// Copyright (c) 2025 Erick Bourgeois, firestoned
// SPDX-License-Identifier: MIT

//! Router construction and server lifecycle.

use axum::routing::{get, post};
use axum::Router;
use std::future::Future;
use std::sync::Arc;
use tokio::net::TcpListener;
use tower_http::trace::TraceLayer;
use tracing::info;

use crate::solver::ChallengeSolver;
use crate::webhook::routes;

/// Shared state handed to every route.
#[derive(Clone)]
pub struct AppState {
    /// API group the webhook answers for
    pub group_name: Arc<str>,
    /// Solver that handles Present / `CleanUp`
    pub solver: Arc<dyn ChallengeSolver>,
}

impl AppState {
    /// State answering for `group_name` and dispatching to `solver`.
    #[must_use]
    pub fn new(group_name: &str, solver: Arc<dyn ChallengeSolver>) -> Self {
        Self {
            group_name: Arc::from(group_name),
            solver,
        }
    }
}

/// Build the webhook router.
pub fn router(state: AppState) -> Router {
    Router::new()
        .route("/healthz", get(routes::health_check))
        .route("/metrics", get(routes::metrics))
        .route("/apis/{group}/v1alpha1", get(routes::discovery))
        .route("/apis/{group}/v1alpha1/{resource}", post(routes::solve))
        .layer(TraceLayer::new_for_http())
        .with_state(state)
}

/// Serve the webhook on `listener` until `shutdown` resolves.
///
/// # Errors
///
/// Returns the underlying I/O error if the server fails.
pub async fn serve<F>(listener: TcpListener, state: AppState, shutdown: F) -> std::io::Result<()>
where
    F: Future<Output = ()> + Send + 'static,
{
    if let Ok(addr) = listener.local_addr() {
        info!(addr = %addr, group = %state.group_name, solver = state.solver.name(), "Webhook listening");
    }
    axum::serve(listener, router(state))
        .with_graceful_shutdown(shutdown)
        .await
}

#[cfg(test)]
#[path = "server_tests.rs"]
mod server_tests;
□ □ □ □ □
◆ WHAT IS EXPECTED
Return all of the material precisely as written.

◆ EXERCISE RESULT
// Copyright (c) 2025 Erick Bourgeois, firestoned
// SPDX-License-Identifier: MIT

//! Router construction and server lifecycle.

use axum::routing::{get, post};
use axum::Router;
use std::future::Future;
use std::sync::Arc;
use tokio::net::TcpListener;
use tower_http::trace::TraceLayer;
use tracing::info;

use crate::solver::ChallengeSolver;
use crate::webhook::routes;

/// Shared state handed to every route.
#[derive(Clone)]
pub struct AppState {
    /// API group the webhook answers for
    pub group_name: Arc<str>,
    /// Solver that handles Present / `CleanUp`
    pub solver: Arc<dyn ChallengeSolver>,
}

impl AppState {
    /// State answering for `group_name` and dispatching to `solver`.
    #[must_use]
    pub fn new(group_name: &str, solver: Arc<dyn ChallengeSolver>) -> Self {
        Self {
            group_name: Arc::from(group_name),
            solver,
        }
    }
}

/// Build the webhook router.
pub fn router(state: AppState) -> Router {
    Router::new()
        .route("/healthz", get(routes::health_check))
        .route("/metrics", get(routes::metrics))
        .route("/apis/{group}/v1alpha1", get(routes::discovery))
        .route("/apis/{group}/v1alpha1/{resource}", post(routes::solve))
        .layer(TraceLayer::new_for_http())
        .with_state(state)
}

/// Serve the webhook on `listener` until `shutdown` resolves.
///
/// # Errors
///
/// Returns the underlying I/O error if the server fails.
pub async fn serve<F>(listener: TcpListener, state: AppState, shutdown: F) -> std::io::Result<()>
where
    F: Future<Output = ()> + Send + 'static,
{
    if let Ok(addr) = listener.local_addr() {
        info!(addr = %addr, group = %state.group_name, solver = state.solver.name(), "Webhook listening");
    }
    axum::serve(listener, router(state))
        .with_graceful_shutdown(shutdown)
        .await
}

#[cfg(test)]
#[path = "server_tests.rs"]
mod server_tests;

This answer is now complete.